## PROBLEM REQUIREMENTS
Show, from the entries below, every line in which "OwnerScope" appears.

──────

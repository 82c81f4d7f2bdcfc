//! # Habitloop Core Library
//!
//! This library provides the core logic for the Habitloop habit tracker.
//! It follows a CLI-first philosophy: every operation is reachable from the
//! standalone CLI binary, and any other front end is a thin layer over the
//! same core.
//!
//! ## Architecture
//!
//! - **Occurrence engine**: decides whether a habit is due on a calendar day
//!   (daily / weekly / monthly, with month-end clamping). A frequency edit
//!   only governs days from the edit on; earlier days keep the rule they
//!   had
//! - **Streak calculator**: current and longest streak counted in due
//!   occurrences, recomputed from the completion set on every call
//! - **Storage**: interchangeable completion stores (SQLite, in-memory) behind
//!   the [`HabitStore`] and [`CompletionStore`] traits, plus TOML configuration
//! - **Tracker**: the service facade request handlers call
//!
//! ## Key Components
//!
//! - [`HabitTracker`]: toggle, streak and agenda operations over a store
//! - [`OwnerScope`]: the same habit-id operations limited to one owner
//! - [`compute_streaks`] / [`is_due`]: the pure calculations
//! - [`SqliteStore`] / [`MemoryStore`]: storage adapters
//! - [`Config`]: application configuration management

pub mod error;
pub mod habit;
pub mod storage;
pub mod tracker;

pub use error::{ConfigError, CoreError, DatabaseError, Result, ValidationError};
pub use habit::{
    compute_streaks, due_occurrences_between, is_due, CalendarMark, DailyProgress, Frequency,
    Habit, HabitStats, HabitUpdate, NewHabit, RetiredRule, StreakResult, TimeOfDay,
};
pub use storage::{CompletionStore, Config, HabitStore, MemoryStore, SqliteStore, Store};
pub use tracker::{AgendaEntry, Clock, FixedClock, HabitTracker, OwnerScope, SystemClock};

──────

## FINAL ANSWER
//! - [`OwnerScope`]: the same habit-id operations limited to one owner
pub use tracker::{AgendaEntry, Clock, FixedClock, HabitTracker, OwnerScope, SystemClock};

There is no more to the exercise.